Antibody-dependent cellular cytotoxicity (ADCC) mediated by peripheral blood mononuclear cells (PBMC) and by isolated populations of lymphocytes and monocytes was compared for susceptibility to inhibition by soluble immune complexes (IC) and by heat-aggregated IgG (HAIgG). It was found that the decrease of ADCC was significantly higher in lymphocytes than in monocytes at all IC and HAIgG concentrations employed (P less than 0.001). The degree of inhibition of PBMC-mediated ADCC was similar to that observed in monocyte ADCC. In previous reports, we demonstrated that IC inhibition of PBMC-mediated ADCC could be reversed by normal human serum (NHS) used as a source of complement (C).
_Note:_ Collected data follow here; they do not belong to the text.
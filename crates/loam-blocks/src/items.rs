use std::collections::{BTreeMap, HashMap};

use crate::registry::{RegistryError, TypeTable};

pub type ItemId = u32;

#[derive(Clone, Debug, PartialEq, Eq)]
pub struct ItemDef {
    pub name: String,
    pub max_stack: u16,
    /// Block tag placed when the item is used, if any.
    pub places: Option<String>,
}

impl ItemDef {
    pub fn new(name: &str, max_stack: u16) -> Self {
        Self {
            name: name.to_string(),
            max_stack,
            places: None,
        }
    }

    pub fn placing(name: &str, block: &str) -> Self {
        Self {
            name: name.to_string(),
            max_stack: 64,
            places: Some(block.to_string()),
        }
    }
}

/// Item type table; ids start at 1 and are never reused within a save.
#[derive(Clone, Debug)]
pub struct ItemRegistry {
    items: BTreeMap<ItemId, ItemDef>,
    by_name: HashMap<String, ItemId>,
    next_id: ItemId,
}

impl Default for ItemRegistry {
    fn default() -> Self {
        Self {
            items: BTreeMap::new(),
            by_name: HashMap::new(),
            next_id: 1,
        }
    }
}

impl ItemRegistry {
    pub fn new() -> Self {
        Self::default()
    }

    pub fn register(&mut self, def: ItemDef) -> Result<ItemId, RegistryError> {
        if let Some(id) = self.by_name.get(&def.name) {
            return Ok(*id);
        }
        let id = self.next_id;
        self.next_id = id.checked_add(1).ok_or(RegistryError::Exhausted)?;
        self.by_name.insert(def.name.clone(), id);
        self.items.insert(id, def);
        Ok(id)
    }

    pub fn get(&self, id: ItemId) -> Option<&ItemDef> {
        self.items.get(&id)
    }

    pub fn resolve(&self, name: &str) -> Option<ItemId> {
        self.by_name.get(name).copied()
    }

    pub fn len(&self) -> usize {
        self.items.len()
    }

    pub fn is_empty(&self) -> bool {
        self.items.is_empty()
    }
}

impl TypeTable for ItemRegistry {
    type Def = ItemDef;

    fn entries(&self) -> Vec<(u32, String)> {
        self.items
            .iter()
            .map(|(id, def)| (*id, def.name.clone()))
            .collect()
    }

    fn next_id(&self) -> u32 {
        self.next_id
    }

    fn raise_next_id(&mut self, next: u32) {
        self.next_id = self.next_id.max(next);
    }

    fn restore(&mut self, id: u32, tag: &str, mut def: ItemDef) -> Result<(), RegistryError> {
        if id == 0 {
            return Err(RegistryError::ReservedId(id));
        }
        if let Some(existing) = self.items.get(&id) {
            if existing.name == tag {
                return Ok(());
            }
            return Err(RegistryError::IdTaken {
                id,
                existing: existing.name.clone(),
            });
        }
        if let Some(other) = self.by_name.get(tag) {
            return Err(RegistryError::NameTaken {
                name: tag.to_string(),
                id: *other,
            });
        }
        def.name = tag.to_string();
        self.by_name.insert(def.name.clone(), id);
        self.items.insert(id, def);
        self.next_id = self.next_id.max(id.saturating_add(1));
        Ok(())
    }
}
In this paper, we study the effects of NHS on isolated populations of monocytes and lymphocytes. It was found that NHS was unable to modify the capacity of IC-blocked monocytes to mediate ADCC. On the contrary, NHS efficiently reversed the inhibition of both ADCC and Fc gamma R expression in IC-blocked lymphocytes. We propose that the regulation of Fc gamma R-IC interactions by C may constitute a physiological way to preserve Fc gamma R expression in lymphocytes.